These points do not mean that homeopathy can or will “work” in every well-designed study for every patient, but they suggest methodological approaches for making rigorous study designs more ecologically valid, that is, appropriate for testing homeopathy scientifically, as actually practiced.48 Modified RCT methodologies, including studies termed pragmatic trials49,50 in which the homeopaths can adjust treatment as they would in real-world practice, should lead to more reproducible findings across clinical studies in homeopathy than is currently the situation. The data also suggest that homeopathy probably does not work equally well for everyone.51 Some acupuncture research offers a relevant precedent. Patients with recurrent cystitis who had received a particular Chinese medical diagnosis pattern did better than those with other initial Chinese diagnoses in a 4-week RCT format with 6-month follow-up.52 More research effort should address the triage question: that is, who can benefit most from homeopathy and thus should get such treatment versus who should receive early referral to a different form of therapy?

One hint in the research literature already is that people who are drawn to alternative systems (complementary and alternative medicine, CAM) such as homeopathy or acupuncture have higher scores on the personality trait of openness to experience.53 Personality traits usually have genetic, biological, and behavioral characteristics that can provide valuable clues for understanding how one person could respond better to homeopathy than another in the real world.
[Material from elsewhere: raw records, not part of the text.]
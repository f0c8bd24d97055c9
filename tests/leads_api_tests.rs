mod common;

use axum::{
    body::Body,
    http::{header, Request, StatusCode},
    routing::{get, post},
    Router,
};
use chrono::Utc;
use http_body_util::BodyExt;
use sea_orm::{ActiveModelTrait, ColumnTrait, EntityTrait, QueryFilter, Set};
use serde_json::Value;
use tower::ServiceExt;

use leadmarket_backend::entities::{lead_purchases, vendor_quotas, prelude::*};
use leadmarket_backend::handlers;
use leadmarket_backend::AppState;

use crate::common::{
    seed_active_subscription, seed_lead, seed_plan, seed_quota, seed_vendor, setup_test_db,
    test_state,
};

fn build_router(state: AppState) -> Router {
    Router::new()
        .route("/api/leads", get(handlers::leads::get_available_leads))
        .route(
            "/api/leads/{lead_id}/purchase",
            post(handlers::purchase::purchase_lead),
        )
        .route(
            "/api/leads/{lead_id}/contacts",
            post(handlers::contacts::log_contact),
        )
        .with_state(state)
}

async fn json_body(response: axum::response::Response) -> Value {
    let body = response.into_body().collect().await.unwrap().to_bytes();
    serde_json::from_slice(&body).unwrap()
}

fn get_leads(token: &str) -> Request<Body> {
    Request::builder()
        .uri("/api/leads")
        .header(header::AUTHORIZATION, format!("Bearer {}", token))
        .body(Body::empty())
        .unwrap()
}

fn post_json(uri: &str, token: &str, body: &str) -> Request<Body> {
    Request::builder()
        .method("POST")
        .uri(uri)
        .header(header::AUTHORIZATION, format!("Bearer {}", token))
        .header(header::CONTENT_TYPE, "application/json")
        .body(Body::from(body.to_string()))
        .unwrap()
}

#[tokio::test]
async fn unauthenticated_request_is_rejected_before_core_logic() {
    let db = setup_test_db().await.expect("Failed to connect to test DB");
    let (state, _token, _vendor_id) = test_state(db).await;
    let app = build_router(state);

    let response = app
        .oneshot(
            Request::builder()
                .uri("/api/leads")
                .body(Body::empty())
                .unwrap(),
        )
        .await
        .unwrap();

    assert_eq!(response.status(), StatusCode::UNAUTHORIZED);
}

#[tokio::test]
async fn unknown_token_is_rejected() {
    let db = setup_test_db().await.expect("Failed to connect to test DB");
    let (state, _token, _vendor_id) = test_state(db).await;
    let app = build_router(state);

    let response = app.oneshot(get_leads("not-a-real-token")).await.unwrap();
    assert_eq!(response.status(), StatusCode::UNAUTHORIZED);
}

#[tokio::test]
async fn vendor_without_subscription_gets_guidance_message() {
    let db = setup_test_db().await.expect("Failed to connect to test DB");
    let (state, token, vendor_id) = test_state(db.clone()).await;
    seed_vendor(&db, vendor_id).await;
    let app = build_router(state);

    let response = app.oneshot(get_leads(&token)).await.unwrap();
    assert_eq!(response.status(), StatusCode::OK);

    let json = json_body(response).await;
    assert_eq!(json["data"].as_array().unwrap().len(), 0);
    assert_eq!(
        json["message"],
        "No active subscription plan. Please subscribe to view leads."
    );
}

#[tokio::test]
async fn daily_limit_reached_withholds_leads() {
    let db = setup_test_db().await.expect("Failed to connect to test DB");
    let (state, token, vendor_id) = test_state(db.clone()).await;

    seed_vendor(&db, vendor_id).await;
    let plan = seed_plan(&db, 5, 20, 100).await;
    seed_active_subscription(&db, vendor_id, plan.id).await;
    seed_quota(&db, vendor_id, (5, 2, 10), (5, 20, 100)).await;
    seed_lead(&db, "Visible only under quota").await;

    let app = build_router(state);
    let response = app.oneshot(get_leads(&token)).await.unwrap();
    assert_eq!(response.status(), StatusCode::OK);

    let json = json_body(response).await;
    assert_eq!(json["data"].as_array().unwrap().len(), 0);
    assert_eq!(json["message"], "Daily lead limit reached");
    // Weekly and yearly counters are untouched by the daily gate
    assert_eq!(json["quota"]["weekly_used"], 2);
    assert_eq!(json["quota"]["yearly_used"], 10);
}

#[tokio::test]
async fn subscribed_vendor_sees_recent_available_leads() {
    let db = setup_test_db().await.expect("Failed to connect to test DB");
    let (state, token, vendor_id) = test_state(db.clone()).await;

    seed_vendor(&db, vendor_id).await;
    let plan = seed_plan(&db, 5, 20, 100).await;
    seed_active_subscription(&db, vendor_id, plan.id).await;
    seed_quota(&db, vendor_id, (0, 0, 0), (5, 20, 100)).await;
    let lead = seed_lead(&db, "Fresh marketplace lead").await;

    let app = build_router(state);
    let response = app.oneshot(get_leads(&token)).await.unwrap();
    assert_eq!(response.status(), StatusCode::OK);

    let json = json_body(response).await;
    assert!(json["message"].is_null());
    let data = json["data"].as_array().unwrap();
    assert!(data.iter().any(|l| l["id"] == lead.id));
    // Buyer contact fields are masked on the listing
    assert!(data[0].get("buyer_email").is_none());
    assert!(data[0].get("buyer_phone").is_none());
}

#[tokio::test]
async fn duplicate_purchase_conflicts_and_spends_quota_once() {
    let db = setup_test_db().await.expect("Failed to connect to test DB");
    let (state, token, vendor_id) = test_state(db.clone()).await;

    seed_vendor(&db, vendor_id).await;
    let plan = seed_plan(&db, 5, 20, 100).await;
    seed_active_subscription(&db, vendor_id, plan.id).await;
    seed_quota(&db, vendor_id, (0, 0, 0), (5, 20, 100)).await;
    let lead = seed_lead(&db, "Purchasable lead").await;

    let app = build_router(state);
    let uri = format!("/api/leads/{}/purchase", lead.id);

    let first = app
        .clone()
        .oneshot(post_json(&uri, &token, r#"{"mode":"AUTO"}"#))
        .await
        .unwrap();
    assert_eq!(first.status(), StatusCode::OK);
    let json = json_body(first).await;
    assert_eq!(json["purchase"]["lead_id"], lead.id);
    assert_eq!(json["quota"]["daily_used"], 1);

    let second = app
        .oneshot(post_json(&uri, &token, r#"{"mode":"AUTO"}"#))
        .await
        .unwrap();
    assert_eq!(second.status(), StatusCode::CONFLICT);

    // Exactly one purchase row, and the counter moved exactly once
    let purchases = LeadPurchases::find()
        .filter(lead_purchases::Column::VendorId.eq(vendor_id))
        .filter(lead_purchases::Column::LeadId.eq(lead.id))
        .all(&db)
        .await
        .unwrap();
    assert_eq!(purchases.len(), 1);

    let quota = VendorQuotas::find()
        .filter(vendor_quotas::Column::VendorId.eq(vendor_id))
        .one(&db)
        .await
        .unwrap()
        .unwrap();
    assert_eq!(quota.daily_used, 1);
}

#[tokio::test]
async fn use_weekly_purchase_skips_the_daily_counter() {
    let db = setup_test_db().await.expect("Failed to connect to test DB");
    let (state, token, vendor_id) = test_state(db.clone()).await;

    seed_vendor(&db, vendor_id).await;
    let plan = seed_plan(&db, 5, 20, 100).await;
    seed_active_subscription(&db, vendor_id, plan.id).await;
    // Daily already exhausted
    seed_quota(&db, vendor_id, (5, 2, 10), (5, 20, 100)).await;
    let lead = seed_lead(&db, "Weekly allowance lead").await;

    let app = build_router(state);
    let uri = format!("/api/leads/{}/purchase", lead.id);
    let response = app
        .oneshot(post_json(&uri, &token, r#"{"mode":"USE_WEEKLY"}"#))
        .await
        .unwrap();
    assert_eq!(response.status(), StatusCode::OK);

    let json = json_body(response).await;
    assert_eq!(json["quota"]["daily_used"], 5);
    assert_eq!(json["quota"]["weekly_used"], 3);
    assert_eq!(json["quota"]["yearly_used"], 11);
}

#[tokio::test]
async fn exhausted_auto_purchase_returns_message_not_error() {
    let db = setup_test_db().await.expect("Failed to connect to test DB");
    let (state, token, vendor_id) = test_state(db.clone()).await;

    seed_vendor(&db, vendor_id).await;
    let plan = seed_plan(&db, 5, 20, 100).await;
    seed_active_subscription(&db, vendor_id, plan.id).await;
    seed_quota(&db, vendor_id, (5, 2, 10), (5, 20, 100)).await;
    let lead = seed_lead(&db, "Out of quota lead").await;

    let app = build_router(state);
    let uri = format!("/api/leads/{}/purchase", lead.id);
    let response = app
        .oneshot(post_json(&uri, &token, r#"{"mode":"AUTO"}"#))
        .await
        .unwrap();

    assert_eq!(response.status(), StatusCode::OK);
    let json = json_body(response).await;
    assert!(json.get("purchase").is_none());
    assert_eq!(json["message"], "Daily lead limit reached");
}

#[tokio::test]
async fn contact_logging_increments_counters_even_at_the_limit() {
    let db = setup_test_db().await.expect("Failed to connect to test DB");
    let (state, token, vendor_id) = test_state(db.clone()).await;

    seed_vendor(&db, vendor_id).await;
    let plan = seed_plan(&db, 5, 20, 100).await;
    seed_active_subscription(&db, vendor_id, plan.id).await;
    seed_quota(&db, vendor_id, (5, 2, 10), (5, 20, 100)).await;
    let lead = seed_lead(&db, "Purchased, now following up").await;

    // Purchased ten minutes ago
    lead_purchases::ActiveModel {
        vendor_id: Set(vendor_id),
        lead_id: Set(lead.id),
        purchase_date: Set(Utc::now().naive_utc() - chrono::Duration::minutes(10)),
        amount: Set(rust_decimal::Decimal::ZERO),
        mode: Set("AUTO".to_string()),
        ..Default::default()
    }
    .insert(&db)
    .await
    .unwrap();

    let app = build_router(state);
    let uri = format!("/api/leads/{}/contacts", lead.id);
    let response = app
        .oneshot(post_json(
            &uri,
            &token,
            r#"{"contact_type":"WHATSAPP","notes":"Intro call scheduled"}"#,
        ))
        .await
        .unwrap();
    assert_eq!(response.status(), StatusCode::OK);

    let json = json_body(response).await;
    assert_eq!(json["contact_type"], "WHATSAPP");
    assert_eq!(json["status"], "PENDING");

    // All three counters move by exactly 1, past the daily limit
    let quota = VendorQuotas::find()
        .filter(vendor_quotas::Column::VendorId.eq(vendor_id))
        .one(&db)
        .await
        .unwrap()
        .unwrap();
    assert_eq!(quota.daily_used, 6);
    assert_eq!(quota.weekly_used, 3);
    assert_eq!(quota.yearly_used, 11);
}

#[tokio::test]
async fn contact_logging_without_purchase_is_forbidden() {
    let db = setup_test_db().await.expect("Failed to connect to test DB");
    let (state, token, vendor_id) = test_state(db.clone()).await;

    seed_vendor(&db, vendor_id).await;
    let lead = seed_lead(&db, "Never purchased").await;

    let app = build_router(state);
    let uri = format!("/api/leads/{}/contacts", lead.id);
    let response = app
        .oneshot(post_json(&uri, &token, r#"{"contact_type":"CALL"}"#))
        .await
        .unwrap();

    assert_eq!(response.status(), StatusCode::FORBIDDEN);
    let json = json_body(response).await;
    assert_eq!(json["error"], "Lead not purchased");

    // Fails closed: no contact row was written
    let contacts = LeadContacts::find()
        .filter(
            leadmarket_backend::entities::lead_contacts::Column::VendorId.eq(vendor_id),
        )
        .all(&db)
        .await
        .unwrap();
    assert!(contacts.is_empty());
}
For instance, the personality trait of absorption (the ability to immerse oneself in inner or outer experiences), which correlates with openness to experience, identifies fibromyalgia patients more likely to choose, when given a chance to switch groups under double-blind conditions, to remain in their randomly assigned group in which they began the study—not only for the verum group, but also even if the original group assignment turned out later to be placebo (and the placebo patients were not objectively better)!54,55 In any system of care, patients who adhere to recommended treatments over time have a better chance of experiencing favorable outcomes from an active treatment than those who stop treatment altogether or move on to the next doctor or treatment too quickly, before the initial treatment would have a chance to help.56

If it takes multiple remedies and several months to find the correct remedy for a patient, someone with a chronic disease who scores low for trait absorption may well have discontinued care too soon to benefit from homeopathic care. Some data support the latter hypothesis. A recent prospective observational study showed that Danish homeopathic patients with hypersensitivity illnesses who experience the best outcomes not only start with high expectations from treatment, but they also continue in maintenance treatment one year later.57

Another methodological strategy for modifying RCT design is to look for early objective biomarkers of responsivity to predict who will and who will not turn out to respond well clinically in the course of extended treatment. One promising approach is to use quantitative electroencephalography (qEEG). Conventional researchers from UCLA demonstrated that qEEG cordance, a computed ratio derived from relative and absolute power of an EEG frequency and correlated with neuroimaging techniques such as SPECT or PET brain scans, is measurably and uniquely different early in treatment for patients with major depression who turn out weeks later to be good antidepressant drug responders.5860 The drug responders exhibit a qEEG theta cordance pattern opposite to that of the eventual placebo responders. Both active and placebo responders differ from patients who fail to respond to active or placebo treatment.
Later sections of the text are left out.